We can visualize this to make it more clear. In this graph, the top commit is the latest and it references its parent. Both commits have their own tree, but both trees point to exactly the same blob for the README file. Even if the second commit renamed the README file, the tree would have been different, but it would still point to the same blob.

Another interesting example is what would happen if we moved the README into a docs folder instead.

1
2
3
4
5
6
7
$ mkdir docs
$ mv README docs/README
$ git commit -a -m 'Move README into docs'
[master c9ab7dd] Move README into docs
 Date: Tue May 7 12:10:39 2019 +0200
 1 file changed, 0 insertions(+), 0 deletions(-)
 rename README => docs/README (100%)

In this commit, the docs folder is exactly the same as the root folder was in the first commit.
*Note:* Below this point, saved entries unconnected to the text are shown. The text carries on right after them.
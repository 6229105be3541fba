// src/config.rs

use std::env;
use std::net::SocketAddr;

use dotenvy::dotenv;

/// Upper bound on multiple-choice questions per generation request.
pub const MAX_MCQ_COUNT: u32 = 50;
/// Upper bound on short-answer questions per generation request.
pub const MAX_SHORT_COUNT: u32 = 20;
/// Upper bound on long-answer questions per generation request.
pub const MAX_LONG_COUNT: u32 = 10;

/// Largest seed drawn when a blueprint arrives without one (31 bits).
pub const MAX_DRAWN_SEED: u32 = 0x7FFF_FFFF;

#[derive(Debug, Clone)]
pub struct Config {
    pub bind_addr: SocketAddr,
    pub rust_log: String,
    pub log_dir: String,
    pub cors_origins: Vec<String>,
}

impl Config {
    pub fn from_env() -> Self {
        dotenv().ok();

        let bind_addr = env::var("BIND_ADDR")
            .unwrap_or_else(|_| "0.0.0.0:3000".to_string())
            .parse()
            .expect("BIND_ADDR must be a socket address, e.g. 0.0.0.0:3000");

        let rust_log = env::var("RUST_LOG")
            .unwrap_or_else(|_| "info".to_string());

        let log_dir = env::var("LOG_DIR")
            .unwrap_or_else(|_| "logs".to_string());

        let cors_origins = env::var("CORS_ORIGINS")
            .unwrap_or_else(|_| "http://localhost:3000,http://127.0.0.1:3000".to_string())
            .split(',')
            .map(str::trim)
            .filter(|origin| !origin.is_empty())
            .map(str::to_string)
            .collect();

        Self {
            bind_addr,
            rust_log,
            log_dir,
            cors_origins,
        }
    }
}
A new tree has been created for the root folder of the new commit, but the tree of the original commit has been re-used.

By using content based addressing, Git only has to store the files and trees that have changed. Those thousands of commits and thousands of snapshots take up a lot less space now. We only change a small part of the codebase in each commit.

The second advantage of content based addressing is performance when you are diffing two commits. Say we have a commit with the following tree:

1
2
040000 tree 356a192b7913b04c54574d18c28d46e6395428ab    huge-directory
100644 blob da4b9237bacccdf19c0760cab7aec4a8359010b0    small-file

The huge-directory has a lot of subfolders and lots of files. Another commit has the following tree:

1
2
040000 tree 356a192b7913b04c54574d18c28d46e6395428ab    huge-directory
100644 blob 77de68daecd823babbb58edb1c8e14d7106e83bb    small-file

If we diff those two commits, looking at every file that is stored in huge-directory would take a lot of time. Luckily, we don’t have to. If you look at the SHA’s for the huge-directory in both trees, they are the same. This must mean that they contain the same contents. Thus, the only thing we need to diff is small-file.

Branching without branches

One concept that seems to be essential to Git is branches. Branching is very important to any version control system and you cannot do this without branches, right? Turns out, you can. Using just commits it is perfectly possible to do branching, it’s just not very convenient.

Let us take another look at our example repository. We now have two commits: the initial commit and the commit that adds script.sh. We will create two commits, but we will reset back to the second commit in between.

1
2
3
4
5
6
7
8
9
10
$ echo 'Hello, world!' > README
$ git commit -a -m 'Shout in README'
[master 3bf75bf] Shout in README
 1 file changed, 1 insertion(+), 1 deletion(-)
$ git reset --hard head~
HEAD is now at 5b5f50a Add script
$ echo 'Hello, world?' > README
$ git commit -a -m 'Question in README'
[master 00e9f1c] Question in README
 1 file changed, 1 insertion(+), 1 deletion(-)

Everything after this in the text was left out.